Tested: 2023 Acura Integra

Acura has resurrected an iconic name.

Introduced in 1987 alongside the Legend, the Integra helped form the foundation of the brand. Like that original, the 2023 Acura Integra is based on the Honda Civic.

The fifth generation Integra is a hatchback, much like the current Civic Si. What lies beneath is shared, but the Integra’s body is completely new, 4.5-cm longer and 2.7-cm wider.


2023 Acura Integra


Earlier Integras achieved legendary status, especially as an affordable second-hand car.

The basics were so strong, the performance and dynamics so pure that enthusiasts were able to enjoy engineering that was previously only available in much more expensive vehicles.

The new Integra has the basics to continue, rather than live off, that reputation.
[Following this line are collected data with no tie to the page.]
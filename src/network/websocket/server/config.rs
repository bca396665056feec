use serde::{Deserialize, Serialize};

#[derive(Debug, Clone, PartialEq, Eq, Deserialize, Serialize)]
pub struct Config {
    pub host: String,
    pub port: u16,
    // 定时推送给所有会话的内容和间隔
    pub push_interval: String,
    pub push_payload: String,
    // 每个会话待发送队列长度
    pub msg_buf: usize,
    pub write_timeout: String,
}

impl Default for Config {
    fn default() -> Self {
        Self {
            host: "0.0.0.0".to_string(),
            port: 8080,
            push_interval: "10s".to_string(),
            push_payload: "hello".to_string(),
            msg_buf: 4,
            write_timeout: "5s".to_string(),
        }
    }
}
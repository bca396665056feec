#[cfg(test)]
mod network;
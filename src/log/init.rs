use super::Config;
use crate::error::LogError;
use tracing::Level;

/// Target used for raw handshake and frame dumps.
pub const WIRE_TARGET: &str = "knot_ws::wire";

/// Installs the global subscriber. Installing twice is reported as
/// [`LogError::Install`] and leaves the first subscriber in place.
pub fn init(cfg: &Config) -> Result<(), LogError> {
    let level = cfg
        .level
        .parse::<Level>()
        .map_err(|_| LogError::InvalidLevel(cfg.level.clone()))?;

    let builder = tracing_subscriber::fmt()
        .with_max_level(level)
        .with_line_number(cfg.with_line);

    let installed = match cfg.console {
        true => builder.try_init(),
        false => builder.json().try_init(),
    };

    installed.map_err(LogError::Install)
}

pub fn init_default() {
    let cfg = Config::default();
    _ = init(&cfg);
}
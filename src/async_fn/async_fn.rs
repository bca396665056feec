use std::{pin::Pin, sync::Arc};

/// Boxed async callback shared between the client and the tasks it drives.
pub(crate) type AsyncFn<Args, Resp> =
    dyn Fn(Args) -> Pin<Box<dyn Future<Output = Resp> + Send + 'static>> + Send + Sync + 'static;

pub(crate) fn wrap_fn<F, Fut, Args, Resp>(h: F) -> Arc<AsyncFn<Args, Resp>>
where
    F: Fn(Args) -> Fut + Send + Sync + 'static,
    Fut: Future<Output = Resp> + Send + 'static,
{
    Arc::new(move |args| Box::pin(h(args)))
}
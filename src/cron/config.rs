use serde::{Deserialize, Serialize};

#[derive(Debug, Clone, PartialEq, Eq, Deserialize, Serialize)]
pub struct Config {
    // 启动后多久第一次触发
    pub run_after_start: String,
    // 两次触发间隔
    pub interval: String,
    // 任务晚到时, 是否从完成时刻重新计时
    pub interval_after_finish: bool,
}

impl Default for Config {
    fn default() -> Self {
        Self {
            run_after_start: "0s".to_string(),
            interval: "1m".to_string(),
            interval_after_finish: true,
        }
    }
}
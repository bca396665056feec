use knot_ws::{
    error::ServerError,
    network::websocket::{WebSocketServer, WebSocketServerConfig},
};
use std::net::SocketAddr;

pub(crate) async fn run_gateway(push_interval: &str) -> (WebSocketServer, SocketAddr) {
    knot_ws::log::init_default();

    let mut cfg = WebSocketServerConfig::default();
    cfg.host = "127.0.0.1".to_string();
    cfg.port = 0;
    cfg.push_interval = push_interval.to_string();

    let server = WebSocketServer::new(&cfg).unwrap();
    let addr = server.run().await.unwrap();
    (server, addr)
}

#[test]
fn test_rejects_bad_config() {
    let mut cfg = WebSocketServerConfig::default();
    cfg.host = "localhost".to_string();
    assert!(matches!(
        WebSocketServer::new(&cfg),
        Err(ServerError::InvalidAddress(_))
    ));

    let mut cfg = WebSocketServerConfig::default();
    cfg.msg_buf = 0;
    assert!(matches!(
        WebSocketServer::new(&cfg),
        Err(ServerError::ZeroBuffer)
    ));

    let mut cfg = WebSocketServerConfig::default();
    cfg.write_timeout = "later".to_string();
    assert!(matches!(
        WebSocketServer::new(&cfg),
        Err(ServerError::InvalidDuration { field: "write_timeout", .. })
    ));

    let mut cfg = WebSocketServerConfig::default();
    cfg.push_interval = "0s".to_string();
    assert!(matches!(
        WebSocketServer::new(&cfg),
        Err(ServerError::Schedule(_))
    ));
}

#[tokio::test]
async fn test_bind_conflict() {
    let (_server, addr) = run_gateway("10s").await;

    let mut cfg = WebSocketServerConfig::default();
    cfg.host = addr.ip().to_string();
    cfg.port = addr.port();
    let second = WebSocketServer::new(&cfg).unwrap();
    assert!(matches!(second.run().await, Err(ServerError::Bind { .. })));
}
It has a turbocharged 1.5-litre four-cylinder engine driving the front wheels through manual or automatic transmissions – yes, you read that correctly – the 2023 Acura Integra comes with a six- speed manual transmission! Unfortunately, the tester had the automatic, and a continuously variable one at that.



Hats off to the engineers. This CVT does not behave like one.

Paddles behind the steering wheel allow the driver to simulate shifts between pre-set ratios. Or you could simply leave it in drive. Under full-throttle conditions, the transmission is programmed to simulate those shifts, all by itself. Otherwise, it simply goes about its job without drawing attention to itself like most CVTs.

The engine, taken intact from the Civic Si, along with bigger brakes, is smooth, responsive and, unlike that iconic earlier Integra, does not rely on trick camshaft timing and revs for maximum performance.


2023 Acura Integra


The new Integra has a turbocharger, allowing it to shine at low revs.

With 192 lb. ft. of torque, available from only 1,800 rpm, there is plenty of grunt to make things exciting. Sort of. In terms of outright acceleration, the Integra could use more suds. Let’s just say there is room for a future derivation – and plenty of choices within the Honda engine family.

The well-engineered chassis could certainly cope with more power. It handles the current 200-horsepower with ease. Stiffer than even the donor Civic Si, it is composed and welcomes an enthusiastic hand at the helm.


2023 Acura Integra


Much of the driver-focused ability rests with the three-stage adaptive shock absorbers.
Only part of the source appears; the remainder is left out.